**DIRECTIONS FOR THIS TASK:**
Up to and including the line containing "context, by name.", set down each line of the entries below exactly, starting from the first, and leave out the rest.

[Stored items]
════

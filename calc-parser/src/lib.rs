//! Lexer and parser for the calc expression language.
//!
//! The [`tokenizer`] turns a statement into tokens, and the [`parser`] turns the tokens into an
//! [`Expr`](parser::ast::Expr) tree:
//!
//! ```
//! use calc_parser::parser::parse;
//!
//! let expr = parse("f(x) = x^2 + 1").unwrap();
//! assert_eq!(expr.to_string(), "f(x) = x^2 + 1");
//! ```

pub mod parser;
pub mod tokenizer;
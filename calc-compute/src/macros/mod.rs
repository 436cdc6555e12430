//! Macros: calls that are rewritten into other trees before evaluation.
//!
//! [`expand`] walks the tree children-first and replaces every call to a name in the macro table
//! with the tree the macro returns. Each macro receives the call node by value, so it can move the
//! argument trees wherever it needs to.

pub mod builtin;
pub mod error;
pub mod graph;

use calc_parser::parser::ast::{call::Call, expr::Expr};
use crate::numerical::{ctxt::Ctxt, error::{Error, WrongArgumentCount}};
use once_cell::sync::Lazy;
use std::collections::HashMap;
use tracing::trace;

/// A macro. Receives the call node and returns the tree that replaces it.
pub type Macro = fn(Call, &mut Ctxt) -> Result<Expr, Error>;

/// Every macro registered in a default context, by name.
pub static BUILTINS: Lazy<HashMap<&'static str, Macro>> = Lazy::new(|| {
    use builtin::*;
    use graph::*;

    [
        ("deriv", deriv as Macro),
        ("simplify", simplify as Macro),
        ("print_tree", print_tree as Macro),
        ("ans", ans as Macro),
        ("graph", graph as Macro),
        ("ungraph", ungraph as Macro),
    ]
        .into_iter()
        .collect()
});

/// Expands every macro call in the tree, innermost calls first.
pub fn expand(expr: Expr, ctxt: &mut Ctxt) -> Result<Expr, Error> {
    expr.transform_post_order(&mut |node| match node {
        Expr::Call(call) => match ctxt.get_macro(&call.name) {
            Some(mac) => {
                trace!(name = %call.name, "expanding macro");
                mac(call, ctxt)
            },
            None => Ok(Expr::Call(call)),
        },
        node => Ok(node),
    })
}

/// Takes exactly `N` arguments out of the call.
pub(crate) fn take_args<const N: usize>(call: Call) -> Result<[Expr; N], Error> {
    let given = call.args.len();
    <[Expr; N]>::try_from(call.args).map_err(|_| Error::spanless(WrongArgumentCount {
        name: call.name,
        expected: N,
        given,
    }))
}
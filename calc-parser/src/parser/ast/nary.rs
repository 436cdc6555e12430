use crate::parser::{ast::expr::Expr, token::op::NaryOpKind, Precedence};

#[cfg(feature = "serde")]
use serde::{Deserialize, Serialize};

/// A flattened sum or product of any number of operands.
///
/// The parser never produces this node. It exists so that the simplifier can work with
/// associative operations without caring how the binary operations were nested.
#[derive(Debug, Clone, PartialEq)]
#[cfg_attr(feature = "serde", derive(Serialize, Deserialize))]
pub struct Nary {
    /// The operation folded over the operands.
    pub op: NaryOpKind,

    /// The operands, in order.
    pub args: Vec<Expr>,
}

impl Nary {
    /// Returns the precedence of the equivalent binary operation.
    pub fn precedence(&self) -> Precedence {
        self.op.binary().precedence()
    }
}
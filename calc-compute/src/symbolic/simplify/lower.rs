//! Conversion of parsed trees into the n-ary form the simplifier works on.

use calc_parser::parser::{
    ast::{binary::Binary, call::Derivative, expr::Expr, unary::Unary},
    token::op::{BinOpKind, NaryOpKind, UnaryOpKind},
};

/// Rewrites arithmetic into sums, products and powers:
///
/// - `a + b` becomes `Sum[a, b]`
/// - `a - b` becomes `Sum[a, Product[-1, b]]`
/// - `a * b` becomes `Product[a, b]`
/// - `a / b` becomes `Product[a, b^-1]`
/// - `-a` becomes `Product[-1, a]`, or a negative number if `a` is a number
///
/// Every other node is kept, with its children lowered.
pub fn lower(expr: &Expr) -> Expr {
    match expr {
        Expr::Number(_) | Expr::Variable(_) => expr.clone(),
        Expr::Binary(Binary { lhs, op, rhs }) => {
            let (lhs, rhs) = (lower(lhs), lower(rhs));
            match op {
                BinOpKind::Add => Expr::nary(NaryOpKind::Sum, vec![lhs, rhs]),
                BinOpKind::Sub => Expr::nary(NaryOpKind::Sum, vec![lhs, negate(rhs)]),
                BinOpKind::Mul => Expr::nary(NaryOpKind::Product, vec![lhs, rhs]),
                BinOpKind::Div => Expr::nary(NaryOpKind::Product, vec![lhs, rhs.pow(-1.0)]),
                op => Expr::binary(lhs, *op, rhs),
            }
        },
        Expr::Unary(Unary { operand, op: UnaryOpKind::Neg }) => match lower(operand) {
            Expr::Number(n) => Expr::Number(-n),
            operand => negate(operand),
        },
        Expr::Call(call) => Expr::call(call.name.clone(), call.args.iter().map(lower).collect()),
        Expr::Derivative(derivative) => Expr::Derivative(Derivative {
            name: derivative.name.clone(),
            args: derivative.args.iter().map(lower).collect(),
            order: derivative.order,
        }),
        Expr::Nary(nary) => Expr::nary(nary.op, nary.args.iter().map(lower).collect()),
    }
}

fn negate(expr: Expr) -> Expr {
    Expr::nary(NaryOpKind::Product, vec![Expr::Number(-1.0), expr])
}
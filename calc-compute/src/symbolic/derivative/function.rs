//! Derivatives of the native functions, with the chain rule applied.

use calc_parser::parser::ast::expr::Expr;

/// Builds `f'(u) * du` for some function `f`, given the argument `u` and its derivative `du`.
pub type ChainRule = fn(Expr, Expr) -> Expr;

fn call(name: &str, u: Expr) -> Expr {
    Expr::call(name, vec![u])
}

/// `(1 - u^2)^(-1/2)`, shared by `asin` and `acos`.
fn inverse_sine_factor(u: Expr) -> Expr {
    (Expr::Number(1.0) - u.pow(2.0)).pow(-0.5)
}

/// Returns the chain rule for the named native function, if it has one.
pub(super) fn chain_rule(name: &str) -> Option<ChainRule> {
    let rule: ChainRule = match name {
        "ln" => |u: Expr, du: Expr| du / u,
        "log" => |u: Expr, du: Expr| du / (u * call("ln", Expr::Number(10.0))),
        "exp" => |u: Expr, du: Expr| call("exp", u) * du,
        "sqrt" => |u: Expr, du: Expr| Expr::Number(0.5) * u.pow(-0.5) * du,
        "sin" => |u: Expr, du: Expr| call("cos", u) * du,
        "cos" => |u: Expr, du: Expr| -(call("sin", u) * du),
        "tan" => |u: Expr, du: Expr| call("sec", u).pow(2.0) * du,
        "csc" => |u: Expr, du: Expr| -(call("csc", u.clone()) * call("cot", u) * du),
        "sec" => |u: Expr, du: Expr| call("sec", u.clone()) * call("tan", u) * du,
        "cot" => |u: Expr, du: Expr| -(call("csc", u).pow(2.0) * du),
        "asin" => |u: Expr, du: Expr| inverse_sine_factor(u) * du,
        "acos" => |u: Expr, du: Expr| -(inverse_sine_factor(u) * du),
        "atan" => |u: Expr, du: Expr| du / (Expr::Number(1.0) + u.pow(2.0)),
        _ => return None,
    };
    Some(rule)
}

════

**FINISHED TASK:**
filename calc-parser/src/lib.rs
//! Lexer and parser for the calc expression language.
//!
//! The [`tokenizer`] turns a statement into tokens, and the [`parser`] turns the tokens into an
//! [`Expr`](parser::ast::Expr) tree:
//!
//! ```
//! use calc_parser::parser::parse;
//!
//! let expr = parse("f(x) = x^2 + 1").unwrap();
//! assert_eq!(expr.to_string(), "f(x) = x^2 + 1");
//! ```

pub mod parser;
pub mod tokenizer;
filename calc-compute/src/macros/mod.rs
repository 436cdc6555e12430
//! Macros: calls that are rewritten into other trees before evaluation.
//!
//! [`expand`] walks the tree children-first and replaces every call to a name in the macro table
//! with the tree the macro returns. Each macro receives the call node by value, so it can move the
//! argument trees wherever it needs to.

pub mod builtin;
pub mod error;
pub mod graph;

use calc_parser::parser::ast::{call::Call, expr::Expr};
use crate::numerical::{ctxt::Ctxt, error::{Error, WrongArgumentCount}};
use once_cell::sync::Lazy;
use std::collections::HashMap;
use tracing::trace;

/// A macro. Receives the call node and returns the tree that replaces it.
pub type Macro = fn(Call, &mut Ctxt) -> Result<Expr, Error>;

/// Every macro registered in a default context, by name.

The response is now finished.